Les législations américaine et japonaise sont beaucoup moins contraignantes. Au pays de l'Uncle SAm, la FDA (Food ans Drugs Administration) ne parvient pas à faire respecter les lois, transgressées par les tout-puissant groupes de l'industrie agroalimentaire. Dans l'Empire du Soleil Levant, les pouvoirs publics défendent l'idée de faire de l'alimentation une médecine.
Révolution dans les caddies
En conséquence, Américains et Japonais sont les plus grands consommateurs d'alicaments au monde. Aux Etats-Unis, des rayons entiers de grandes surfaces sont dédiés aux yaourts anti-rhume, chewing-gums pour la vue et autres jus de légumes censés prémunir contre le cancer. Le Japon n'est pas en reste. Il va même plus loin, avec la "cosmetofood" et sa kyrielle de boissons anti-rides ou au collagène (cf. encadré).

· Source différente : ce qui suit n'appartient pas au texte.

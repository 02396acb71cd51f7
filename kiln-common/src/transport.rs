// kiln-common/src/transport.rs
use std::path::Path;

use async_trait::async_trait;
use tokio_util::sync::CancellationToken;

use crate::error::Result;

/// Moves the bytes behind a source URL onto local disk.
///
/// Implementations write to `dest` (creating or truncating it) and return the
/// number of bytes written. Network-level failures are reported as
/// `KilnError::Fetch` with `transient` set when a retry may succeed. A fired
/// `cancel` token must abort the transfer with `KilnError::Cancelled`.
/// Integrity checking is the caller's job.
#[async_trait]
pub trait SourceTransport: Send + Sync {
    async fn download(&self, url: &str, dest: &Path, cancel: &CancellationToken) -> Result<u64>;
}
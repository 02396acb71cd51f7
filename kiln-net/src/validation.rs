// kiln-net/src/validation.rs
use kiln_common::error::{KilnError, Result};
use url::Url;

/// Schemes a source URL may use. Plain `http` is refused unless explicitly
/// allowed; the digest still guards content but not the request itself.
pub fn validate_url(url_str: &str, allow_http: bool) -> Result<Url> {
    let url = Url::parse(url_str).map_err(|e| KilnError::Fetch {
        url: url_str.to_string(),
        transient: false,
        reason: format!("invalid URL: {e}"),
    })?;
    match url.scheme() {
        "https" | "file" => Ok(url),
        "http" if allow_http => Ok(url),
        "http" => Err(KilnError::Fetch {
            url: url_str.to_string(),
            transient: false,
            reason: "plain http is disabled (set KILN_ALLOW_HTTP=1 to permit it)".to_string(),
        }),
        other => Err(KilnError::Fetch {
            url: url_str.to_string(),
            transient: false,
            reason: format!("unsupported URL scheme '{other}'"),
        }),
    }
}
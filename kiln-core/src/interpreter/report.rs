// kiln-core/src/interpreter/report.rs
use std::time::Duration;

use kiln_common::error::{KilnError, Stage, EXIT_CANCELLED, EXIT_GENERIC};
use kiln_common::pipeline::{FormulaState, Procedure};

use crate::verify::VerificationReport;

/// Everything that happened to one formula during a session.
#[derive(Debug, Clone)]
pub struct FormulaRecord {
    pub name: String,
    pub version: Option<String>,
    /// Named on the command line, as opposed to pulled in as a dependency.
    pub requested: bool,
    /// Every state the formula entered, in order.
    pub trace: Vec<FormulaState>,
    pub error: Option<KilnError>,
    pub verification: Option<VerificationReport>,
}

impl FormulaRecord {
    pub fn new(name: impl Into<String>, version: Option<String>, requested: bool) -> Self {
        Self {
            name: name.into(),
            version,
            requested,
            trace: Vec::new(),
            error: None,
            verification: None,
        }
    }

    pub fn state(&self) -> &FormulaState {
        self.trace.last().unwrap_or(&FormulaState::Pending)
    }

    pub fn labels(&self) -> Vec<&'static str> {
        self.trace.iter().map(FormulaState::label).collect()
    }

    pub fn succeeded(&self) -> bool {
        matches!(self.state(), FormulaState::Installed | FormulaState::Verified)
    }

    /// Installed but its self-test failed.
    pub fn unverified(&self) -> bool {
        matches!(
            self.state(),
            FormulaState::Failed {
                stage: Stage::Verify,
                ..
            }
        )
    }
}

#[derive(Debug, Clone)]
pub struct SessionReport {
    pub procedure: Procedure,
    /// Plan order; formulae that could not be resolved come first.
    pub records: Vec<FormulaRecord>,
    pub cancelled: bool,
    pub duration: Duration,
}

impl SessionReport {
    pub fn record(&self, name: &str) -> Option<&FormulaRecord> {
        self.records.iter().find(|r| r.name == name)
    }

    pub fn success_count(&self) -> usize {
        self.records
            .iter()
            .filter(|r| r.succeeded() || (self.procedure == Procedure::Install && r.unverified()))
            .count()
    }

    pub fn skipped_count(&self) -> usize {
        self.records
            .iter()
            .filter(|r| matches!(r.state(), FormulaState::Skipped { .. }))
            .count()
    }

    pub fn fail_count(&self) -> usize {
        self.records.len() - self.success_count() - self.skipped_count()
    }

    /// Records whose failure decides the outcome. Verification failures only
    /// count when the session was a test run.
    pub fn failures(&self) -> impl Iterator<Item = &FormulaRecord> {
        self.records.iter().filter(move |r| {
            matches!(r.state(), FormulaState::Failed { .. })
                && (self.procedure == Procedure::Test || !r.unverified())
        })
    }

    pub fn warnings(&self) -> impl Iterator<Item = &FormulaRecord> {
        self.records
            .iter()
            .filter(move |r| self.procedure == Procedure::Install && r.unverified())
    }

    /// 0 when nothing failed, 130 after cancellation, otherwise the code of
    /// the stage where the first failure in plan order happened.
    pub fn exit_code(&self) -> i32 {
        if self.cancelled {
            return EXIT_CANCELLED;
        }
        match self.failures().next() {
            None => 0,
            Some(record) => match (&record.error, record.state()) {
                (Some(KilnError::Cancelled), _) => EXIT_CANCELLED,
                (_, FormulaState::Failed { stage, .. }) => stage.exit_code(),
                (Some(err), _) => err.exit_code(),
                _ => EXIT_GENERIC,
            },
        }
    }
}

Même avec une législation moins laxiste, le pays de la bonne bouffe est désormais envahi par ces aliments d'un genre nouveau plébiscités par les consommateurs. Les industriels du secteur ont su exploiter l'anxiété des Français face aux denrées alimentaires, devenues douteuses ces dernières années. Aujourd'hui, on va faire ses courses comme l'on irait dans une pharmacie : un tiers des produits mis sur le marché sont des aliments fonctionnels. On peut déjà acheter du lait enrichi en vitamines diverses et variées, favorisant "la fixation du calcium sur les os", du chocolat à boire riche en magnésium, pour "développer l'activité cérébrale", ou encore des œufs aux Oméga 3, censés "protéger le cœur". Au détour d'un rayon, le consommateur trouve aussi des bonbons aux vitamines qui donnent de l'énergie, des céréales enrichies en fibres qui "favorisent le transit intestinal", des yaourts contenant telle bactérie lactique pour "rénover la flore intestinale" et même des margarines anti-cholestérol !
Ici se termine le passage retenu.